The tension in the camp was high and fighting soon broke out between some of the displaced men from different ethnic groups in the PoC area, some using cement blocks and metal rods as weapons. It was horrific.
By nightfall, there was still no safe place. Our tents would have afforded no protection against shells or bullets. We got what sleep we could and on Wednesday morning, awoke to renewed gunfire outside and fighting among the displaced population inside the Protection of Civilian Centre.
By the end of the second day of the assault, there were 17 bodies inside the PoC, including two infants who had died of natural causes. We could not leave the bodies unburied and the next morning I volunteered to help UNMISS staff bury them outside the PoC site. As we worked, we saw children carrying guns, some who looked as young as ten. These child soldiers had certainly witnessed brutal killing, or even killed themselves.
Later that day, Thursday, peacekeepers patrolling beyond the PoC and into Malakal town reported seeing countless bodies, including children; there were bodies in the Nile, where women were collecting water. They said women had reported being raped.
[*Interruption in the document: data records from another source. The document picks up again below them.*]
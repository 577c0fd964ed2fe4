//! SQLite backend implementation.
//!
//! This module implements every storage trait on SQLite. It supports both
//! in-memory databases (for tests) and file-based databases.
//!
//! # Features
//!
//! - In-memory and file-based modes
//! - Versioned CRUD with soft deletes and full history
//! - Conditional create, update and delete resolved inside the write
//!   transaction
//! - Search over the `search_index` table: chains, `_has`, composites,
//!   `_sort`, `_total` and include expansion
//!
//! # Example
//!
//! ```no_run
//! use hcs_persistence::backends::sqlite::SqliteBackend;
//!
//! # fn main() -> Result<(), Box<dyn std::error::Error>> {
//! // Create an in-memory database
//! let backend = SqliteBackend::in_memory()?;
//!
//! // Initialize the schema
//! backend.init_schema()?;
//! # Ok(())
//! # }
//! ```
//!
//! # Schema
//!
//! ```sql
//! -- Current version of every resource, deletion markers included
//! CREATE TABLE resources (
//!     resource_type TEXT NOT NULL,
//!     id TEXT NOT NULL,
//!     version_id INTEGER NOT NULL,
//!     data BLOB NOT NULL,  -- JSON data
//!     last_updated TEXT NOT NULL,
//!     is_deleted INTEGER NOT NULL DEFAULT 0,
//!     deleted_at TEXT,
//!     fhir_version TEXT NOT NULL,
//!     PRIMARY KEY (resource_type, id)
//! );
//!
//! -- Every version ever written
//! CREATE TABLE resource_history (
//!     resource_type TEXT NOT NULL,
//!     id TEXT NOT NULL,
//!     version_id INTEGER NOT NULL,
//!     data BLOB NOT NULL,
//!     last_updated TEXT NOT NULL,
//!     is_deleted INTEGER NOT NULL DEFAULT 0,
//!     fhir_version TEXT NOT NULL,
//!     method TEXT NOT NULL,
//!     PRIMARY KEY (resource_type, id, version_id)
//! );
//! ```
//!
//! `search_index` holds one row per extracted value; see [`search`].

mod backend;
mod schema;
pub mod search;
mod search_impl;
mod storage;

pub use backend::{SearchLimits, SqliteBackend, SqliteBackendConfig};
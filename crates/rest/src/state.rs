//! Application state shared by all handlers.
//!
//! The state is built once at start-up and cloned into each request. It owns
//! the store and the versioning services; nothing else is global.

use std::sync::Arc;

use hcs_persistence::core::{
    ConditionalStorage, IncludeProvider, InstanceHistoryProvider, ResourceStorage, SearchProvider,
    VersionedStorage,
};
use hcs_persistence::search::SearchParameterRegistry;
use hcs_persistence::versioning::{
    FhirDialect, PlanRegistry, VersionDetector, VersionNegotiator, VersionTransformer,
};
use tokio_util::sync::CancellationToken;

use crate::config::ServerConfig;

/// Every storage capability the REST API uses.
///
/// Implemented automatically for any store providing the individual traits.
pub trait ClinicalStorage:
    ResourceStorage
    + VersionedStorage
    + ConditionalStorage
    + InstanceHistoryProvider
    + SearchProvider
    + IncludeProvider
    + 'static
{
}

impl<T> ClinicalStorage for T where
    T: ResourceStorage
        + VersionedStorage
        + ConditionalStorage
        + InstanceHistoryProvider
        + SearchProvider
        + IncludeProvider
        + 'static
{
}

/// Shared application state.
///
/// # Example
///
/// ```rust,no_run
/// use std::sync::Arc;
/// use hcs_rest::{AppState, ServerConfig};
/// use hcs_persistence::backends::sqlite::SqliteBackend;
///
/// let backend = SqliteBackend::in_memory().unwrap();
/// backend.init_schema().unwrap();
/// let state = AppState::new(Arc::new(backend), ServerConfig::default());
/// ```
pub struct AppState<S> {
    storage: Arc<S>,
    config: Arc<ServerConfig>,
    transformer: Arc<VersionTransformer>,
    negotiator: Arc<VersionNegotiator>,
    detector: Arc<VersionDetector>,
    search_registry: Arc<SearchParameterRegistry>,
    shutdown: CancellationToken,
}

// S is behind an Arc and need not be Clone.
impl<S> Clone for AppState<S> {
    fn clone(&self) -> Self {
        Self {
            storage: Arc::clone(&self.storage),
            config: Arc::clone(&self.config),
            transformer: Arc::clone(&self.transformer),
            negotiator: Arc::clone(&self.negotiator),
            detector: Arc::clone(&self.detector),
            search_registry: Arc::clone(&self.search_registry),
            shutdown: self.shutdown.clone(),
        }
    }
}

impl<S: ResourceStorage> AppState<S> {
    /// Creates the state with the standard transformation plans.
    pub fn new(storage: Arc<S>, config: ServerConfig) -> Self {
        Self::with_plans(storage, config, Arc::new(PlanRegistry::standard()))
    }

    /// Creates the state with a custom plan registry.
    pub fn with_plans(storage: Arc<S>, config: ServerConfig, plans: Arc<PlanRegistry>) -> Self {
        let negotiator = VersionNegotiator::new(
            config.fhir_versions.clone(),
            storage.storage_dialect(),
            Arc::clone(&plans),
        );

        Self {
            storage,
            config: Arc::new(config),
            transformer: Arc::new(VersionTransformer::new(Arc::clone(&plans))),
            negotiator: Arc::new(negotiator),
            detector: Arc::new(VersionDetector::new(plans)),
            search_registry: Arc::new(SearchParameterRegistry::standard()),
            shutdown: CancellationToken::new(),
        }
    }

    /// Returns the store.
    pub fn storage(&self) -> &S {
        &self.storage
    }

    /// Returns the server configuration.
    pub fn config(&self) -> &ServerConfig {
        &self.config
    }

    /// Returns the base URL without a trailing slash.
    pub fn base_url(&self) -> &str {
        self.config.base_url()
    }

    /// Returns the dialect documents are stored in.
    pub fn storage_dialect(&self) -> FhirDialect {
        self.storage.storage_dialect()
    }

    /// Returns the document transformer.
    pub fn transformer(&self) -> &VersionTransformer {
        &self.transformer
    }

    /// Returns the response dialect negotiator.
    pub fn negotiator(&self) -> &VersionNegotiator {
        &self.negotiator
    }

    /// Returns the incoming document dialect detector.
    pub fn detector(&self) -> &VersionDetector {
        &self.detector
    }

    /// Returns the search parameter definitions used to parse queries.
    pub fn search_registry(&self) -> &SearchParameterRegistry {
        &self.search_registry
    }

    /// Returns the server-wide shutdown token.
    ///
    /// Request contexts are child tokens, so cancelling this one cancels
    /// all in-flight work.
    pub fn shutdown_token(&self) -> &CancellationToken {
        &self.shutdown
    }
}

#[cfg(test)]
mod tests {
    use super::*;
    use hcs_persistence::backends::sqlite::SqliteBackend;

    fn backend() -> Arc<SqliteBackend> {
        let backend = SqliteBackend::in_memory().unwrap();
        backend.init_schema().unwrap();
        Arc::new(backend)
    }

    #[test]
    fn test_app_state_creation() {
        let config = ServerConfig {
            base_url: "https://fhir.example.com/".to_string(),
            ..ServerConfig::for_testing()
        };
        let state = AppState::new(backend(), config);

        assert_eq!(state.storage().backend_name(), "sqlite");
        assert_eq!(state.base_url(), "https://fhir.example.com");
        assert_eq!(state.storage_dialect(), FhirDialect::R4);
        assert_eq!(state.negotiator().default_dialect(), FhirDialect::R4);
        assert_eq!(state.negotiator().supported().len(), 3);
    }

    #[test]
    fn test_app_state_clone_shares_services() {
        let state = AppState::new(backend(), ServerConfig::for_testing());
        let cloned = state.clone();

        assert!(Arc::ptr_eq(&state.storage, &cloned.storage));
        assert!(Arc::ptr_eq(&state.transformer, &cloned.transformer));
    }
}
As time and the fighting in Malakal dragged on, we began to run out of food and water. Some humanitarian workers and women from the PoC risked their lives to collect water from the Nile for the displaced families in the camp.
By Friday, the shooting had lessened and we were able to get back to work. I brought water and oral rehydration salts to children. We started to identify unaccompanied children so that we could keep them safe, and rape survivors to start support services, including the provision of medical care from our partners. Adrenaline and an incredible team spirit kept us going through these terrible events; we knew we had to continue delivering for the children and families in need of our support and protection.
On Sunday, a flight was finally cleared to go to Malakal and I was able to return to Juba. I wanted to stay, but at the same time I knew I was exhausted. Friends and colleagues came to meet the plane in Juba and it was hard to fight back tears when I saw them.
I’ve worked in Afghanistan, Sri Lanka during the conflict in 2009, Zimbabwe and China following the 2008 Sichuan earthquake, but this was the worst humanitarian disaster I have experienced. It was unimaginably terrible. And of course, it was women and children who suffered and will continue to suffer the most.
The recent devastation will have set us back weeks or even months in keeping the women and children of Malakal safe and I worry that more fighting will get in the way of our work for children.
The needs in Malakal are now even greater. We have to bring separated families back together, identify unaccompanied children to keep them safe, and ensure that displaced families have access to safe drinking water and health care. We have to make sure everything is in place before the floods that the rainy season will bring in just six weeks. And we have to investigate the grave children’s rights violations that occurred so there can be some hope of justice and reconciliation in the future. It’s sad, it’s traumatic and it’s dangerous. But along with my colleagues in UNICEF, I am determined to go back and see this through, for the children of Malakal, for the children of South Sudan.”